The winner of the twenty-ninth Christopher Ewart-Biggs Literary Prize, worth £7,500, will be announced on 18 March at a reception in the Seamus Heaney Centre, Queen’s University, Belfast.
The work eligible covers a two-year period (2024 and 2025) and has produced a wide and stimulating variety of entries.
In arriving at a final short-list the judges stressed that they had chosen works that embodied the objectives of the Prize, which are to promote and encourage peace and reconciliation in Ireland, a greater understanding between the peoples of Britain and Ireland, or closer co-operation between the partners of the European Community. These are the ideals which inspired Christopher Ewart-Biggs and to which his widow Jane subsequently dedicated herself. A special prize will also be awarded for a body of work reflecting these ideals.
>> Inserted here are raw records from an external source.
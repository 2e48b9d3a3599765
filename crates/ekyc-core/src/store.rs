//! The `RecordStore` trait: subjects, profiles, and the audit trail.
//!
//! The trait is implemented by storage backends (e.g. `ekyc-store-sqlite`).
//! The pipeline and the HTTP layer depend on this abstraction, not on any
//! concrete backend.

use std::future::Future;

use uuid::Uuid;

use crate::{
  identity::ExtractedIdentity,
  record::{IdentityProfile, ImageRef, Review, Subject, VerificationRecord},
};

/// Abstraction over the account and persistence collaborator.
///
/// Verification records are append-only. The single permitted mutation is
/// [`RecordStore::review_record`], which a human reviewer issues out of band.
///
/// All methods return `Send` futures so the trait can be used in multi-threaded
/// async runtimes (e.g. tokio with `axum`).
pub trait RecordStore: Send + Sync {
  type Error: std::error::Error + Send + Sync + 'static;

  // ── Subjects ──────────────────────────────────────────────────────────

  /// Create and persist a new subject.
  fn register_subject(
    &self,
  ) -> impl Future<Output = Result<Subject, Self::Error>> + Send + '_;

  /// Look up a subject by UUID. Returns `None` if it does not exist.
  fn resolve_subject(
    &self,
    id: Uuid,
  ) -> impl Future<Output = Result<Option<Subject>, Self::Error>> + Send + '_;

  // ── Profiles ──────────────────────────────────────────────────────────

  /// Write the subject's current profile, replacing any previous one.
  fn create_profile(
    &self,
    subject_id: Uuid,
    identity: ExtractedIdentity,
    selfie_image: Option<ImageRef>,
  ) -> impl Future<Output = Result<IdentityProfile, Self::Error>> + Send + '_;

  fn get_profile(
    &self,
    subject_id: Uuid,
  ) -> impl Future<Output = Result<Option<IdentityProfile>, Self::Error>> + Send + '_;

  // ── Verification records ──────────────────────────────────────────────

  /// Append a verification record. Records are never updated by the
  /// pipeline after this call.
  fn append_verification_record(
    &self,
    record: VerificationRecord,
  ) -> impl Future<Output = Result<(), Self::Error>> + Send + '_;

  fn get_record(
    &self,
    id: Uuid,
  ) -> impl Future<Output = Result<Option<VerificationRecord>, Self::Error>> + Send + '_;

  /// All records for a subject, newest first.
  fn list_records(
    &self,
    subject_id: Uuid,
  ) -> impl Future<Output = Result<Vec<VerificationRecord>, Self::Error>> + Send + '_;

  /// Apply a human review decision. Returns `None` if the record does not
  /// exist.
  fn review_record(
    &self,
    id: Uuid,
    review: Review,
  ) -> impl Future<Output = Result<Option<VerificationRecord>, Self::Error>> + Send + '_;
}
Speaking for the Judges, Professor Roy Foster said:
“We have chosen:
- a vivid and passionate investigation into the murky background of the horrifying Loughinisland murders of 1994
- an original and fascinating portrait of politics and violence in the three Ulster counties excluded from Northern Ireland by Partition
- an incisive analysis of the Boundary Commission intended to rationalize and adapt that Partition, and its failure
- a searing novel about criminal life on the Irish border, by a novelist who powerfully blends fact and fiction
- a forensic and clear-sighted discussion of the possibilities, probabilities and implications of doing away with the border
- and a beautifully-written memoir of family concealments and disruptions which illuminates much about society in mid-twentieth century Ireland, and the oddly symbiotic relationship between Ireland and Britain.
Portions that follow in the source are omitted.